We strongly recommend you to enable and configure firewall on the PBX to prevent the attack fraud or calls loss.

Enable Firewall on the PBX

Go to Settings > System > Security > Firewall Rules, check the option Enable Firewall.

If firewall is enabled, the page will show "Firewall is running", and the firewall rules will work to protect your PBX.

Firewall Rules

Firewall rules are pre-configured rules to control and filter traffic that are sent to the PBX. Yeastar S-Series VoIP PBX has default firewall rules to accept access of your local network. You can also create new rules according to your needs.
Default firewall rules

By default, the following types of IP address or domain are included in Yeastar S-Series VoIP PBX firewall rules:

  • Local network
    • 10.0.0.0/255.0.0.0
    • 172.16.0.0/255.240.0.0
    • 192.168.0.0/255.255.0.0
    • 169.254.0.0/255.255.0.0
  • Domain related with Yeastar
    • appcenter.yeastar.com
    • update.yeastar.com
    • mgt.yeastar.com
    • stund.yeastar.com
    • cwmp.yeastar.com
    • lcstunnel.yeastar.com
    • image.yeastar.com
  • IP address of phones that are auto provisioned
Create firewall rules
Besides the default firewall rules, you can create other rules to filter specific source IP address or domain name, ports, MAC address.
Go to Settings > System > Security > Firewall Rules to configure the firewall rules.
  • Name: Set a name to identify the firewall rule.
  • Description: Optional. Description for this firewall rule.
  • Action: Choose the action for the firewall rule.
    • Accept
    • Drop
    • Reject
  • Protocol: Choose the protocol that is applied to the rule.
    • UDP
    • TCP
    • BOTH: Both TCP and UDP.
  • MAC Address: Optional.

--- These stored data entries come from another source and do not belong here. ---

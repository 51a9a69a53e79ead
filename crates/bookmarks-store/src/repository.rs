//! The [`Repository`] view over one connection.
//!
//! CRUD helpers live in per-entity files (`bookmarks.rs`, `favicons.rs`,
//! `files.rs`) as `impl Repository` blocks, the same way every table gets its
//! own module.

use rusqlite::Connection;

use crate::error::{Result, StoreError};

/// Typed access to the bookmark tables.
///
/// A repository is either in auto-commit mode (handed out by
/// [`Store::with_repository`](crate::Store::with_repository) and
/// [`Store::read`](crate::Store::read)) or bound to an active transaction
/// (handed out by a unit-of-work). Multi-statement writes in auto-commit mode
/// open their own short transaction so they never leave a partial result
/// behind. Writes are only possible on the connection owned by the
/// [`WriteGuard`](crate::WriteGuard), which serializes them.
pub struct Repository<'a> {
    conn: &'a Connection,
    in_tx: bool,
}

impl<'a> Repository<'a> {
    pub(crate) fn new(conn: &'a Connection, in_tx: bool) -> Self {
        Self { conn, in_tx }
    }

    /// `true` while bound to a unit-of-work.
    pub fn in_transaction(&self) -> bool {
        self.in_tx
    }

    /// Run `f` against a transactional view of this repository.
    ///
    /// Commits when `f` returns `Ok`, rolls back otherwise. A repository that
    /// is already inside a unit-of-work refuses to start another one.
    pub fn in_unit_of_work<T, E>(
        &self,
        f: impl FnOnce(&Repository<'_>) -> std::result::Result<T, E>,
    ) -> std::result::Result<T, E>
    where
        E: From<StoreError>,
    {
        if self.in_tx {
            return Err(StoreError::TransactionActive.into());
        }

        let tx = self
            .conn
            .unchecked_transaction()
            .map_err(StoreError::from)?;
        let result = f(&Repository::new(&tx, true));

        match result {
            Ok(value) => {
                tx.commit().map_err(StoreError::from)?;
                Ok(value)
            }
            Err(e) => {
                if let Err(rb) = tx.rollback() {
                    tracing::warn!(error = %rb, "rollback failed");
                }
                Err(e)
            }
        }
    }

    pub(crate) fn conn(&self) -> &Connection {
        self.conn
    }

    /// Run `f` so that all of its statements commit or none do.
    ///
    /// Inside a unit-of-work the enclosing transaction already provides that;
    /// otherwise a transaction is opened around `f`.
    pub(crate) fn atomically<T>(&self, f: impl FnOnce() -> Result<T>) -> Result<T> {
        if self.in_tx {
            return f();
        }

        let tx = self.conn.unchecked_transaction()?;
        let value = f()?;
        tx.commit()?;
        Ok(value)
    }
}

The MAC address that is applied to the rule.

    The format of MAC address is XX:XX:XX:XX:XX:XX.

  • Type: Choose the network type of the source traffic.
  • Source IP Address/Subnet Mask: The IP address and subnet of the source traffic.
  • Domain Name: The domain name of the source traffic.
  • Port: The port of the source traffic.

Additional Firewall Settings

The PBX provides additional firewall settings to enhance the system security.

  • Disable Ping: The PBX will disable Ping response (ICMP echo).
  • Drop All: The PBX will drop all the packets and connections from other hosts except the accepted/trusted IP address/domain that is defined in the firewall rules.
    Note: We recommend that you create a backup on the PBX before you enable Drop All.